Set<E> Example (Extends Collection)

import java.util.*;

public class Main {
    public static void main(String[] args) {
        Set<String> set = new HashSet<>();
        set.add("Alice");
        set.add("Bob");
        set.add("Alice"); // Ignored (No duplicates allowed)
        System.out.println(set); // Output: [Alice, Bob]
    }
}

Set is still a collection of single elements but removes duplicates.


Map<K, V> Example (Does NOT Extend Collection)

import java.util.*;

public class Main {
    public static void main(String[] args) {
        Map<String, Integer> map = new HashMap<>();
        map.put("Alice", 25);
        map.put("Bob", 30);
        map.put("Alice", 28); // Overwrites existing value for "Alice"

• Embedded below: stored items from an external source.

//! `@font-face` stylesheet generation.

use std::{collections::BTreeMap, fmt::Write, str::FromStr};

use serde::{Deserialize, Serialize};

use crate::{
    asset::{FormatSlot, SlotRef},
    format::FormatCode,
    metadata::{ExtractError, FontDescriptor, WGHT},
    store::StoreError,
};

/// An error generating a stylesheet.
#[derive(Debug, thiserror::Error)]
pub enum CssError {
    #[error("a stylesheet needs a woff2 source")]
    MissingSource,
    #[error("could not read the woff2 source: {0}")]
    Extraction(#[from] ExtractError),
    #[error("failed to format stylesheet: {0}")]
    Template(#[from] std::fmt::Error),
    #[error("the css slot is busy")]
    SlotBusy,
    #[error(transparent)]
    Store(#[from] StoreError),
}

/// Maps a stored object to the URL written in a `src` descriptor.
pub trait UrlResolver {
    fn url(&self, code: FormatCode, slot: &SlotRef) -> String;
}

impl<F> UrlResolver for F
where
    F: Fn(FormatCode, &SlotRef) -> String,
{
    fn url(&self, code: FormatCode, slot: &SlotRef) -> String {
        self(code, slot)
    }
}

/// Resolves generated object ids (`file-<hash>-<ext>`) to `<base>/<hash>.<ext>`.
#[derive(Clone, Debug)]
pub struct CdnUrlResolver {
    base: String,
}

impl CdnUrlResolver {
    pub fn new(base: impl Into<String>) -> Self {
        let mut base = base.into();
        while base.ends_with('/') {
            base.pop();
        }
        CdnUrlResolver { base }
    }
}

impl UrlResolver for CdnUrlResolver {
    fn url(&self, _code: FormatCode, slot: &SlotRef) -> String {
        match slot.object_id.parts() {
            Some((hash, ext)) => format!("{}/{hash}.{ext}", self.base),
            None => format!("{}/{}", self.base, slot.object_id),
        }
    }
}

/// Resolves to the name the object was uploaded under, optionally below a
/// directory prefix.
#[derive(Clone, Debug, Default)]
pub struct ResolvedName {
    prefix: String,
}

impl ResolvedName {
    pub fn new(prefix: impl Into<String>) -> Self {
        ResolvedName {
            prefix: prefix.into(),
        }
    }
}

impl UrlResolver for ResolvedName {
    fn url(&self, _code: FormatCode, slot: &SlotRef) -> String {
        if self.prefix.is_empty() || self.prefix.ends_with('/') {
            format!("{}{}", self.prefix, slot.original_name)
        } else {
            format!("{}/{}", self.prefix, slot.original_name)
        }
    }
}

/// The `font-display` descriptor.
#[derive(Clone, Copy, Debug, Default, PartialEq, Eq, Serialize, Deserialize)]
#[serde(rename_all = "lowercase")]
pub enum FontDisplay {
    Auto,
    Block,
    #[default]
    Swap,
    Fallback,
    Optional,
}

impl FontDisplay {
    pub fn as_css(self) -> &'static str {
        match self {
            FontDisplay::Auto => "auto",
            FontDisplay::Block => "block",
            FontDisplay::Swap => "swap",
            FontDisplay::Fallback => "fallback",
            FontDisplay::Optional => "optional",
        }
    }
}

impl std::fmt::Display for FontDisplay {
    fn fmt(&self, f: &mut std::fmt::Formatter<'_>) -> std::fmt::Result {
        f.write_str(self.as_css())
    }
}

#[derive(Clone, Debug, PartialEq, Eq, thiserror::Error)]
#[error("unknown font-display value '{0}'")]
pub struct UnknownFontDisplay(pub String);

impl FromStr for FontDisplay {
    type Err = UnknownFontDisplay;

    fn from_str(s: &str) -> Result<Self, Self::Err> {
        [
            FontDisplay::Auto,
            FontDisplay::Block,
            FontDisplay::Swap,
            FontDisplay::Fallback,
            FontDisplay::Optional,
        ]
        .into_iter()
        .find(|value| value.as_css().eq_ignore_ascii_case(s.trim()))
        .ok_or_else(|| UnknownFontDisplay(s.to_string()))
    }
}

/// Options controlling stylesheet output.
#[derive(Clone, Debug, PartialEq, Eq, Serialize, Deserialize)]
#[serde(default, rename_all = "camelCase")]
pub struct StylesheetOptions {
    pub font_display: FontDisplay,
    /// Also list otf, eot and svg sources (and the old IE `src`) when present.
    pub legacy_formats: bool,
}

impl Default for StylesheetOptions {
    fn default() -> Self {
        StylesheetOptions {
            font_display: FontDisplay::Swap,
            legacy_formats: true,
        }
    }
}

/// Render an `@font-face` rule with default options.
///
/// `family_name` is the name the rule declares; pass an empty string to use
/// the family embedded in the font.
pub fn generate(
    descriptor: &FontDescriptor,
    slots: &BTreeMap<FormatCode, FormatSlot>,
    family_name: &str,
    resolver: &(impl UrlResolver + ?Sized),
) -> Result<String, CssError> {
    generate_with(
        descriptor,
        slots,
        family_name,
        resolver,
        &StylesheetOptions::default(),
    )
}

pub fn generate_with(
    descriptor: &FontDescriptor,
    slots: &BTreeMap<FormatCode, FormatSlot>,
    family_name: &str,
    resolver: &(impl UrlResolver + ?Sized),
    options: &StylesheetOptions,
) -> Result<String, CssError> {
    let occupied = |code: FormatCode| slots.get(&code).and_then(FormatSlot::occupied);
    if occupied(FormatCode::Woff2).is_none() {
        return Err(CssError::MissingSource);
    }

    let mut sources: Vec<(FormatCode, &SlotRef)> = slots
        .iter()
        .filter_map(|(code, slot)| Some((*code, slot.occupied()?)))
        .filter(|(code, _)| code.info().css_format.is_some())
        .filter(|(code, _)| options.legacy_formats || code.src_rank() <= FormatCode::Ttf.src_rank())
        .collect();
    sources.sort_by_key(|(code, _)| code.src_rank());

    let family = match family_name.trim() {
        "" => descriptor.family.as_str(),
        name => name,
    };

    let mut out = String::new();
    writeln!(
        out,
        "/* {}, {}, generated {} */",
        comment_text(&descriptor.full_name()),
        comment_text(&descriptor.version),
        descriptor.generated_at.format("%Y-%m-%d")
    )?;
    writeln!(out, "@font-face {{")?;
    writeln!(out, "  font-family: {};", quote(family))?;
    if options.legacy_formats {
        if let Some(eot) = occupied(FormatCode::Eot) {
            writeln!(out, "  src: url({});", quote(&resolver.url(FormatCode::Eot, eot)))?;
        }
    }
    write!(out, "  src: ")?;
    for (i, (code, slot)) in sources.iter().enumerate() {
        if i > 0 {
            write!(out, ",\n       ")?;
        }
        let mut url = resolver.url(*code, slot);
        match code {
            FormatCode::Eot => url.push_str("?#iefix"),
            FormatCode::Svg => {
                url.push('#');
                url.push_str(&descriptor.svg_font_id());
            }
            _ => (),
        }
        let format = code.info().css_format.unwrap_or_default();
        write!(out, "url({}) format({})", quote(&url), quote(format))?;
    }
    writeln!(out, ";")?;

    match descriptor.weight_range() {
        Some((min, max)) => writeln!(out, "  font-weight: {} {};", number(min), number(max))?,
        None => writeln!(out, "  font-weight: {};", descriptor.weight)?,
    }
    writeln!(out, "  font-style: {};", descriptor.style.as_css())?;
    writeln!(out, "  font-display: {};", options.font_display.as_css())?;
    // css has no descriptor for arbitrary axes
    for axis in descriptor.axes.iter().filter(|axis| axis.tag != WGHT) {
        writeln!(
            out,
            "  /* --axis-{}: {} {} {}; */",
            comment_text(&axis.tag.to_string()),
            number(axis.min),
            number(axis.default),
            number(axis.max)
        )?;
    }
    writeln!(out, "}}")?;
    log::debug!("generated stylesheet for '{family}' with {} sources", sources.len());
    Ok(out)
}

/// Format a number without a trailing `.0`, to at most three decimals.
fn number(value: f64) -> String {
    if value.fract() == 0.0 && value.abs() < 1e15 {
        return format!("{}", value as i64);
    }
    let text = format!("{value:.3}");
    text.trim_end_matches('0').trim_end_matches('.').to_string()
}

/// A double quoted css string.
fn quote(text: &str) -> String {
    let mut quoted = String::with_capacity(text.len() + 2);
    quoted.push('"');
    for ch in text.chars() {
        match ch {
            '"' | '\\' => {
                quoted.push('\\');
                quoted.push(ch);
            }
            c if c.is_control() => {
                let _ = write!(quoted, "\\{:x} ", c as u32);
            }
            c => quoted.push(c),
        }
    }
    quoted.push('"');
    quoted
}

fn comment_text(text: &str) -> String {
    text.replace("*/", "* /")
}

#[cfg(test)]
mod tests {
    use chrono::{TimeZone, Utc};
    use pretty_assertions::assert_eq;
    use read_fonts::types::Tag;
    use rstest::rstest;

    use super::*;
    use crate::{
        asset::ObjectId,
        metadata::{Axis, FontStyle},
    };

    fn descriptor() -> FontDescriptor {
        FontDescriptor {
            family: "Acme Sans".into(),
            subfamily: "Regular".into(),
            weight: 400,
            style: FontStyle::Normal,
            axes: Vec::new(),
            version: "Version 1.000".into(),
            generated_at: Utc.with_ymd_and_hms(2024, 1, 1, 0, 0, 0).unwrap(),
        }
    }

    fn variable() -> FontDescriptor {
        FontDescriptor {
            axes: vec![
                Axis {
                    tag: Tag::new(b"wght"),
                    min: 100.0,
                    default: 400.0,
                    max: 900.0,
                },
                Axis {
                    tag: Tag::new(b"wdth"),
                    min: 75.0,
                    default: 100.0,
                    max: 125.0,
                },
            ],
            ..descriptor()
        }
    }

    fn slots(codes: &[FormatCode]) -> BTreeMap<FormatCode, FormatSlot> {
        FormatCode::ALL
            .into_iter()
            .map(|code| {
                let slot = if codes.contains(&code) {
                    FormatSlot::Occupied(SlotRef::new(
                        ObjectId::new(format!("file-{code}hash-{code}")),
                        format!("acme.{code}"),
                    ))
                } else {
                    FormatSlot::Empty
                };
                (code, slot)
            })
            .collect()
    }

    fn names() -> ResolvedName {
        ResolvedName::default()
    }

    #[test]
    fn static_font() {
        let css = generate(&descriptor(), &slots(&[FormatCode::Woff2]), "Acme Sans", &names()).unwrap();
        assert_eq!(
            css,
            r#"/* Acme Sans Regular, Version 1.000, generated 2024-01-01 */
@font-face {
  font-family: "Acme Sans";
  src: url("acme.woff2") format("woff2");
  font-weight: 400;
  font-style: normal;
  font-display: swap;
}
"#
        );
    }

    #[test]
    fn src_order_is_most_compressed_first() {
        let css = generate(
            &descriptor(),
            &slots(&[FormatCode::Ttf, FormatCode::Woff, FormatCode::Woff2]),
            "Acme Sans",
            &names(),
        )
        .unwrap();
        let woff2 = css.find("acme.woff2").unwrap();
        let woff = css.find("acme.woff\"").unwrap();
        let ttf = css.find("acme.ttf").unwrap();
        assert!(woff2 < woff && woff < ttf);
        assert!(css.contains(r#"url("acme.ttf") format("truetype");"#));
    }

    #[test]
    fn legacy_formats() {
        let all = slots(&FormatCode::ALL);
        let css = generate(&descriptor(), &all, "Acme Sans", &names()).unwrap();
        assert!(css.contains("  src: url(\"acme.eot\");\n"));
        assert!(css.contains(r#"url("acme.eot?#iefix") format("embedded-opentype")"#));
        assert!(css.contains(r#"url("acme.svg#AcmeSans") format("svg")"#));
        assert!(css.contains(r#"format("opentype")"#));
        assert!(!css.contains("acme.css"));

        let modern = StylesheetOptions {
            legacy_formats: false,
            ..Default::default()
        };
        let css = generate_with(&descriptor(), &all, "Acme Sans", &names(), &modern).unwrap();
        assert!(!css.contains("eot"));
        assert!(!css.contains("svg"));
        assert!(!css.contains("otf"));
    }

    #[test]
    fn variable_font() {
        let css = generate(&variable(), &slots(&[FormatCode::Woff2]), "", &names()).unwrap();
        assert!(css.contains("  font-weight: 100 900;\n"));
        assert!(css.contains("  /* --axis-wdth: 75 100 125; */\n"));
        assert!(!css.contains("--axis-wght"));
    }

    #[test]
    fn display_name_overrides_embedded_family() {
        let css = generate(&descriptor(), &slots(&[FormatCode::Woff2]), "Brand \"Display\"", &names())
            .unwrap();
        assert!(css.contains(r#"font-family: "Brand \"Display\"";"#));
        let css = generate(&descriptor(), &slots(&[FormatCode::Woff2]), "  ", &names()).unwrap();
        assert!(css.contains(r#"font-family: "Acme Sans";"#));
    }

    #[test]
    fn missing_woff2() {
        assert!(matches!(
            generate(&descriptor(), &slots(&[FormatCode::Ttf]), "Acme", &names()),
            Err(CssError::MissingSource)
        ));
    }

    #[test]
    fn deterministic() {
        let slots = slots(&FormatCode::ALL);
        let first = generate(&variable(), &slots, "Acme", &names()).unwrap();
        let second = generate(&variable(), &slots, "Acme", &names()).unwrap();
        assert_eq!(first, second);
    }

    #[test]
    fn resolvers() {
        let slot = SlotRef::new(ObjectId::new("file-abc123-woff2"), "acme.woff2");
        let cdn = CdnUrlResolver::new("https://cdn.example.com/files/");
        assert_eq!(
            cdn.url(FormatCode::Woff2, &slot),
            "https://cdn.example.com/files/abc123.woff2"
        );
        assert_eq!(ResolvedName::new("fonts").url(FormatCode::Woff2, &slot), "fonts/acme.woff2");
        let closure = |code: FormatCode, slot: &SlotRef| format!("/{code}/{}", slot.object_id);
        assert_eq!(closure.url(FormatCode::Woff2, &slot), "/woff2/file-abc123-woff2");
    }

    #[rstest]
    #[case(400.0, "400")]
    #[case(87.5, "87.5")]
    #[case(-12.0, "-12")]
    #[case(0.33333, "0.333")]
    fn numbers(#[case] value: f64, #[case] expected: &str) {
        assert_eq!(number(value), expected);
    }

    #[test]
    fn font_display_parses() {
        assert_eq!("Optional".parse::<FontDisplay>(), Ok(FontDisplay::Optional));
        assert!("fast".parse::<FontDisplay>().is_err());
    }
}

        System.out.println(map); // Output: {Alice=28, Bob=30}
    }
}
  • Map stores key-value pairs.
  • Not a Collection<E>, because it doesn’t hold just elements.

4. How to Get a Collection View from a Map

Even though Map<K, V> is not a Collection<E>, we can extract views that behave like collections:

  • map.keySet() → Returns a Set<K> of keys.
  • map.values() → Returns a Collection<V> of values.
  • map.entrySet() → Returns a Set<Map.Entry<K, V>> of key-value pairs.

Example: Extracting Collections from a Map

import java.util.*;

public class Main {
    public static void main(String[] args) {
        Map<String, Integer> map = new HashMap<>();
        map.put("Alice", 25);
        map.put("Bob", 30);

        // Get collections from the map
        Set<String> keys = map.keySet();  // {Alice, Bob}
        Collection<Integer> values = map.values();  // {25, 30}
        Set<Map.Entry<String, Integer>> entries = map.entrySet();  // {Alice=25, Bob=30}

        System.out.println("Keys: " + keys);
        System.out.println("Values: " + values);
        System.out.println("Entries: " + entries);
    }
}

5. Final Answer

  • List<E> and Set<E> are Collection<E> because they store individual elements.
  • Map<K, V> is NOT a Collection<E> because it stores key-value pairs instead of individual elements.
  • However, Map<K, V> is part of the Java Collections Framework and provides methods to retrieve collection-like views (keySet(), values(), entrySet()).